◆ **Work instructions**
Every line below that contains the word "local" must be copied.

◆ **Task data**

********

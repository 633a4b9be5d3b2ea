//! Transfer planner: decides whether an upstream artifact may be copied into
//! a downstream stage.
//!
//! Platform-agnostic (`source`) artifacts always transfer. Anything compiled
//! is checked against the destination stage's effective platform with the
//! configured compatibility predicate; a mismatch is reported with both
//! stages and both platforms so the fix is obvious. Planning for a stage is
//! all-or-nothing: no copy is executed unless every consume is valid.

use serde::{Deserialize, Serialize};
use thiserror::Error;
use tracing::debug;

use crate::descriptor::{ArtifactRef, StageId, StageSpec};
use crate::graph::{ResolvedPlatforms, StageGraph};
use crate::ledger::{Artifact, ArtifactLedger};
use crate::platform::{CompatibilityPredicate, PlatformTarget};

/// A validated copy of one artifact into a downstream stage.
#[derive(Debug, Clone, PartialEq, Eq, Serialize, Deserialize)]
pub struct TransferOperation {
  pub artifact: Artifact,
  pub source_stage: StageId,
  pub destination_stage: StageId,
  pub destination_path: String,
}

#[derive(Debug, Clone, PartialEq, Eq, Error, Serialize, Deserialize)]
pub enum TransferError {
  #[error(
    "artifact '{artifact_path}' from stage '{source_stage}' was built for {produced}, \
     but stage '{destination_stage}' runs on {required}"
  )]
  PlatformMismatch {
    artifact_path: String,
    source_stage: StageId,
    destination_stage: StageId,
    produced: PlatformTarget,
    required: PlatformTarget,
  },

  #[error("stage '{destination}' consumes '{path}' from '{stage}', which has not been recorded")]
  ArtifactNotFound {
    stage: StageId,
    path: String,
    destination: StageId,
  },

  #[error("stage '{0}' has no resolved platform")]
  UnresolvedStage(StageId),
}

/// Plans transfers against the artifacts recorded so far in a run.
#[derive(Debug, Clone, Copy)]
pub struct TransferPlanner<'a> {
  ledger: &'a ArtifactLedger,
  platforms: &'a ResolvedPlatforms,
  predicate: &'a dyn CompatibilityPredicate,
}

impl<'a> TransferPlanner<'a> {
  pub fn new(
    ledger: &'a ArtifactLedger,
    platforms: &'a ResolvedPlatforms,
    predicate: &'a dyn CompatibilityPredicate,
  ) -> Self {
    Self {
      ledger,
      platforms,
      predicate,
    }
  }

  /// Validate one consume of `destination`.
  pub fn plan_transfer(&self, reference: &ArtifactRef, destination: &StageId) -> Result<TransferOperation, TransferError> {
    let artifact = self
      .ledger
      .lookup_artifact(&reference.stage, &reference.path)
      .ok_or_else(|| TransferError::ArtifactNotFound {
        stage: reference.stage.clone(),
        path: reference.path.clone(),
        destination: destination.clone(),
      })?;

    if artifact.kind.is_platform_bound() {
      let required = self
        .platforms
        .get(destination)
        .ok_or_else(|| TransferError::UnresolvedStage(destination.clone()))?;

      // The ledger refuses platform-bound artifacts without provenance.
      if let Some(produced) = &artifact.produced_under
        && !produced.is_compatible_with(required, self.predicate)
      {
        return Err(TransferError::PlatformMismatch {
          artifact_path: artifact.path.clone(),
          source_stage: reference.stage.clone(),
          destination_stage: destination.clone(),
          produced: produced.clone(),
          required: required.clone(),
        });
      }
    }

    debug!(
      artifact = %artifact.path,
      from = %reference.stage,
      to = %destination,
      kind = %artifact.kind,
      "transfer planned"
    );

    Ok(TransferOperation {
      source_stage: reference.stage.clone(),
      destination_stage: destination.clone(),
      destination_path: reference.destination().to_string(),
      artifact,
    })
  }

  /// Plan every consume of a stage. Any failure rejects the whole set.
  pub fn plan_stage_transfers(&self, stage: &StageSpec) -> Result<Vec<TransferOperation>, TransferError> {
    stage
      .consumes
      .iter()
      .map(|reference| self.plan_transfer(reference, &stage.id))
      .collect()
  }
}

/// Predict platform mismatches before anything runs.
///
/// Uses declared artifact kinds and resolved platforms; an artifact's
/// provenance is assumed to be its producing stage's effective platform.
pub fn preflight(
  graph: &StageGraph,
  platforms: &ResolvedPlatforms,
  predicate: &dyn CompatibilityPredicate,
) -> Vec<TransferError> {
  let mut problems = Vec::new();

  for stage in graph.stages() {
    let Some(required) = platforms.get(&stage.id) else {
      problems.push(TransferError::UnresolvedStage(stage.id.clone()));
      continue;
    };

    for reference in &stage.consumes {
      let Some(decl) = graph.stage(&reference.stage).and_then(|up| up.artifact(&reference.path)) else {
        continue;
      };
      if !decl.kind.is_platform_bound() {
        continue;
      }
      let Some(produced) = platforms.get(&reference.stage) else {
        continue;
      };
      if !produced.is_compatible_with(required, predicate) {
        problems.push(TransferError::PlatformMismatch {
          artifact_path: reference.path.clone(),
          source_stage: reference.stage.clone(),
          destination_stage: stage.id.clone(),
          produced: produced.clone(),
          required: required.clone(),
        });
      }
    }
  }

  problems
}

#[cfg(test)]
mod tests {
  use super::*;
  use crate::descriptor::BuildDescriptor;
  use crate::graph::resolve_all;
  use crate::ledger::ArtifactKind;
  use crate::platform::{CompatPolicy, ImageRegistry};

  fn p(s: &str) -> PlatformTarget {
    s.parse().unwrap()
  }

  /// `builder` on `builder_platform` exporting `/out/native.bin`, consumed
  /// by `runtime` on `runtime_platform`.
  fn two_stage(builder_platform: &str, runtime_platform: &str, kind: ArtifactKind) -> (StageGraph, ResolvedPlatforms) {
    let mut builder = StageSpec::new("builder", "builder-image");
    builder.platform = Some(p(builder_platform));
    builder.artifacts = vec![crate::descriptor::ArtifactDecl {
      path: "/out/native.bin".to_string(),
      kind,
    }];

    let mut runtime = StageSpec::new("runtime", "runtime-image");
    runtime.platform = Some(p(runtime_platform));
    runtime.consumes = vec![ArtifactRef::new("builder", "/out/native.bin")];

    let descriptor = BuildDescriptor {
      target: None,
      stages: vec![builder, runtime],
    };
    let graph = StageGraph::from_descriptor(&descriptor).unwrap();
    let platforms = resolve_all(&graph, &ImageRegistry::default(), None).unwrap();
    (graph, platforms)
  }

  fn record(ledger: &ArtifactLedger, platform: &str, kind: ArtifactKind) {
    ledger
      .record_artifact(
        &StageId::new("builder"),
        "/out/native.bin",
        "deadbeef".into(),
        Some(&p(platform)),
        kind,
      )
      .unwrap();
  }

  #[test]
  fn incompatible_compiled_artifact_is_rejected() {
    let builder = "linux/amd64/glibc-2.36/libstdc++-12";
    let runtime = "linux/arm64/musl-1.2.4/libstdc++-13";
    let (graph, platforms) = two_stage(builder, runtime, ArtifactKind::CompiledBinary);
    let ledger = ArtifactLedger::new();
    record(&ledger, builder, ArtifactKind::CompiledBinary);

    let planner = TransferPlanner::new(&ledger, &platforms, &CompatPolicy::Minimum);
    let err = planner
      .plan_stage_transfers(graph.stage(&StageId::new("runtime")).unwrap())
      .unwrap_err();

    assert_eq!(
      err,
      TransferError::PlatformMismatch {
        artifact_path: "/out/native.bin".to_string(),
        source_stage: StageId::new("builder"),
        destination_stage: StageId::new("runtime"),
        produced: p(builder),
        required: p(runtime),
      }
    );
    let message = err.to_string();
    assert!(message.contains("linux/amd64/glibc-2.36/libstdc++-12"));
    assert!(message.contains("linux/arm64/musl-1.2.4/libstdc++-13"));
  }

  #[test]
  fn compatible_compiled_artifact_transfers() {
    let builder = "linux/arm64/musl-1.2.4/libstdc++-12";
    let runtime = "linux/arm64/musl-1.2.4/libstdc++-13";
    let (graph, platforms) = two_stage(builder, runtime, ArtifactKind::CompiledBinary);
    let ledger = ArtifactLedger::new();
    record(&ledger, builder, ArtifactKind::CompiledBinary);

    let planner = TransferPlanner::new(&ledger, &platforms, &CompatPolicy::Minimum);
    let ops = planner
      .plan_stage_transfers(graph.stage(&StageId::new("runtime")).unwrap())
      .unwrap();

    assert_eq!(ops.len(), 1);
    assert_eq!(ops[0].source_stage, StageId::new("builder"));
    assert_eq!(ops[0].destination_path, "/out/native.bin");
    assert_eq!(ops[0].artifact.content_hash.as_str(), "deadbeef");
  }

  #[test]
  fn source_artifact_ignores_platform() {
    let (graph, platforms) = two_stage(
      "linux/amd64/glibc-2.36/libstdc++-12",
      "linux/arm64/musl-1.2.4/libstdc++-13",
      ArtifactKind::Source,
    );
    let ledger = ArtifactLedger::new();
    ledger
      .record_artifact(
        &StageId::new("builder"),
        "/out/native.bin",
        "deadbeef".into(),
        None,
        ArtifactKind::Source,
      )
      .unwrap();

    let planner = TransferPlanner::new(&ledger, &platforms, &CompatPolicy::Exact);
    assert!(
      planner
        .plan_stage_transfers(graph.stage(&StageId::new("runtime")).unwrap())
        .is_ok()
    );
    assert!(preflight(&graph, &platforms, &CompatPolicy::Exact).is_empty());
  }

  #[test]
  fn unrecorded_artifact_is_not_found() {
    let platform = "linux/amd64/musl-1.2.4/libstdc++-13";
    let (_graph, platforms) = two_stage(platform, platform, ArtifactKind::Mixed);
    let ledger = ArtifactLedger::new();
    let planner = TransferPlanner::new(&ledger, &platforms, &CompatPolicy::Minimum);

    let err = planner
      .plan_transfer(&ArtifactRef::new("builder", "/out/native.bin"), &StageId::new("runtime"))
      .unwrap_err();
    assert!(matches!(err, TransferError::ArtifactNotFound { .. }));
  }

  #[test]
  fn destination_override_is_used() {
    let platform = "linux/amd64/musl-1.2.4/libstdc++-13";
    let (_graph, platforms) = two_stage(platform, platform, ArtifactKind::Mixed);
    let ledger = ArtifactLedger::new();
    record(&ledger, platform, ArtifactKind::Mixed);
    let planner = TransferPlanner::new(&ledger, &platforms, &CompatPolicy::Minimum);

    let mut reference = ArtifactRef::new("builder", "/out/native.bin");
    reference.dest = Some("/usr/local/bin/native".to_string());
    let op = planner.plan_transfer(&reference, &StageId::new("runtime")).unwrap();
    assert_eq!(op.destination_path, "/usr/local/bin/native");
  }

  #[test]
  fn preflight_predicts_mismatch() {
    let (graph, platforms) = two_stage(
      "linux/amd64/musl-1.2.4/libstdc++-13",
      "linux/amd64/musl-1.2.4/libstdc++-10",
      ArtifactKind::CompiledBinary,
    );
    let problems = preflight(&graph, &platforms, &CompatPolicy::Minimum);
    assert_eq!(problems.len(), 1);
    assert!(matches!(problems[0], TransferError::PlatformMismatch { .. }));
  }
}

********

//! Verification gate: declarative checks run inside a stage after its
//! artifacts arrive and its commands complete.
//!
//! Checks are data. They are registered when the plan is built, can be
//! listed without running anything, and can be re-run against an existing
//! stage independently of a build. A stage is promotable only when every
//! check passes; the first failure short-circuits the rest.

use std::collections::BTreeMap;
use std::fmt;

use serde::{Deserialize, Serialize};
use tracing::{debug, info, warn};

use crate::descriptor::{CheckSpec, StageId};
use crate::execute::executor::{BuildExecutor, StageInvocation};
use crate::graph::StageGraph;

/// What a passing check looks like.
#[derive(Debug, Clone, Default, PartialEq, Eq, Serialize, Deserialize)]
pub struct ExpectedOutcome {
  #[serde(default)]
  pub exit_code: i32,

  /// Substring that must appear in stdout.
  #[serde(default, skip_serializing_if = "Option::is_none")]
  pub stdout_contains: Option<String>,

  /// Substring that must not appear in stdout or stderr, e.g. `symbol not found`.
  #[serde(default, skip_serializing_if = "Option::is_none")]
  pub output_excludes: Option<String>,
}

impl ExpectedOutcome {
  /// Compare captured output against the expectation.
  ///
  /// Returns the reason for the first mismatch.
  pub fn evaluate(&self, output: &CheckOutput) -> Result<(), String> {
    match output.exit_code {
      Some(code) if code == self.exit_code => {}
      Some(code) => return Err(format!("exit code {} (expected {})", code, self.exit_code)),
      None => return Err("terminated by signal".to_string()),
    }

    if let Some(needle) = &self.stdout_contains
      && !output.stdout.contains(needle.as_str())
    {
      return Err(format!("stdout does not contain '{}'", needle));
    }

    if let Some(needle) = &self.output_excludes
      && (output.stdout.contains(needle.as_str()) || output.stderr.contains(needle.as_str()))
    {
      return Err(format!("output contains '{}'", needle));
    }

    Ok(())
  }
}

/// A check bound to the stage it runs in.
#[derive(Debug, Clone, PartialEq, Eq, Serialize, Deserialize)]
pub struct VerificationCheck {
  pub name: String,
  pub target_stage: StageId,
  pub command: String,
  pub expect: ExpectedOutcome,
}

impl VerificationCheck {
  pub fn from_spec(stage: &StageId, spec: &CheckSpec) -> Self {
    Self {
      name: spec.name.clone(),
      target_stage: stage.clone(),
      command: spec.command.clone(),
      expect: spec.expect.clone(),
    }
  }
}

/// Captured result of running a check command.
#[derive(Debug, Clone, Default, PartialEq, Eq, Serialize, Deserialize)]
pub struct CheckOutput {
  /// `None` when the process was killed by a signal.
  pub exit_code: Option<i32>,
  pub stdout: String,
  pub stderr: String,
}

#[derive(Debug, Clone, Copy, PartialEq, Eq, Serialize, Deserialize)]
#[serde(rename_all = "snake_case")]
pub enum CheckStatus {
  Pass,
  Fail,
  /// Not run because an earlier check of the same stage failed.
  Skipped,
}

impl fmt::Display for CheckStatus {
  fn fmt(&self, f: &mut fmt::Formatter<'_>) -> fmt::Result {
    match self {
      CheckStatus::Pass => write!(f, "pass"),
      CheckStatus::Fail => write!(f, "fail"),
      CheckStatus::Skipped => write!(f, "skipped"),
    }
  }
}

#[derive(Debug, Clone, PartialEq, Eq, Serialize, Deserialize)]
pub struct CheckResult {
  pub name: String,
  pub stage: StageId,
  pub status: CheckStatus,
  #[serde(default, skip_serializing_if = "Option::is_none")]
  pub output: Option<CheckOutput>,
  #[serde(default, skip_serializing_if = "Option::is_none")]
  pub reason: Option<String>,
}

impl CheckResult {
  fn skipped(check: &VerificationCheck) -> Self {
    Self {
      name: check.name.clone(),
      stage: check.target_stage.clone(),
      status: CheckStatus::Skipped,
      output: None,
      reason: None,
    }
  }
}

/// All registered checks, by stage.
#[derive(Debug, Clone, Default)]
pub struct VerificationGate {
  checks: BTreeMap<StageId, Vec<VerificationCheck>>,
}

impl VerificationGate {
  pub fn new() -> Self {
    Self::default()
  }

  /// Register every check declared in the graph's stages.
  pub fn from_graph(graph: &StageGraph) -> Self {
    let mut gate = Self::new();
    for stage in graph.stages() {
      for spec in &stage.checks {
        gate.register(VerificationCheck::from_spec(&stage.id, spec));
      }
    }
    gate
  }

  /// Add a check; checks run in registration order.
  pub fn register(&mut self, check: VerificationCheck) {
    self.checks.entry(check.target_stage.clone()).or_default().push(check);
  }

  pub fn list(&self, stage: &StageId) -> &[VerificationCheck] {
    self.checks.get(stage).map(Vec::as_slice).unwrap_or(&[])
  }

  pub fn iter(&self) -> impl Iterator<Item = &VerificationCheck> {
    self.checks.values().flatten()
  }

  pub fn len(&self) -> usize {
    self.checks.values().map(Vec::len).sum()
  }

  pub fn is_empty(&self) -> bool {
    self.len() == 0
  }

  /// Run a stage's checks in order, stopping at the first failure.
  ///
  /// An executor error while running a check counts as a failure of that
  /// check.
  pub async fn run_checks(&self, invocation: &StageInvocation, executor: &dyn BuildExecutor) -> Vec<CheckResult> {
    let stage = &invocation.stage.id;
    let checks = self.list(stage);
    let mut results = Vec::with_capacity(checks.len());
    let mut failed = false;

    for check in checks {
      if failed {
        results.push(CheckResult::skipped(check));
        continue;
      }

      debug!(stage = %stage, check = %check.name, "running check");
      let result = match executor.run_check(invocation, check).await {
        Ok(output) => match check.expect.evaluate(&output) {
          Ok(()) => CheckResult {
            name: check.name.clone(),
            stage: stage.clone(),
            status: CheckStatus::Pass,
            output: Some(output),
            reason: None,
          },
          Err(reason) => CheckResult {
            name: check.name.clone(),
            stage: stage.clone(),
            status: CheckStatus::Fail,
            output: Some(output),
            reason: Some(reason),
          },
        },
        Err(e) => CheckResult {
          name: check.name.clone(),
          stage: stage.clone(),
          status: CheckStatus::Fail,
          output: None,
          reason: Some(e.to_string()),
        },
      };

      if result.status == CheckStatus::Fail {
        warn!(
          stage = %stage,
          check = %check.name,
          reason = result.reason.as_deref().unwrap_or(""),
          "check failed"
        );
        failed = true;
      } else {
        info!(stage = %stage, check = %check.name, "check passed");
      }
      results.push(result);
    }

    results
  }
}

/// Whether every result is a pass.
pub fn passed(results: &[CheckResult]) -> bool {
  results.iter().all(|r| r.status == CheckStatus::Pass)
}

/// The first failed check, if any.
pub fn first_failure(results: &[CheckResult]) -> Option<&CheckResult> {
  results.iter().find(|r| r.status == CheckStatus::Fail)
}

********

◆ **Response box**
    reference.dest = Some("/usr/local/bin/native".to_string());
    assert_eq!(op.destination_path, "/usr/local/bin/native");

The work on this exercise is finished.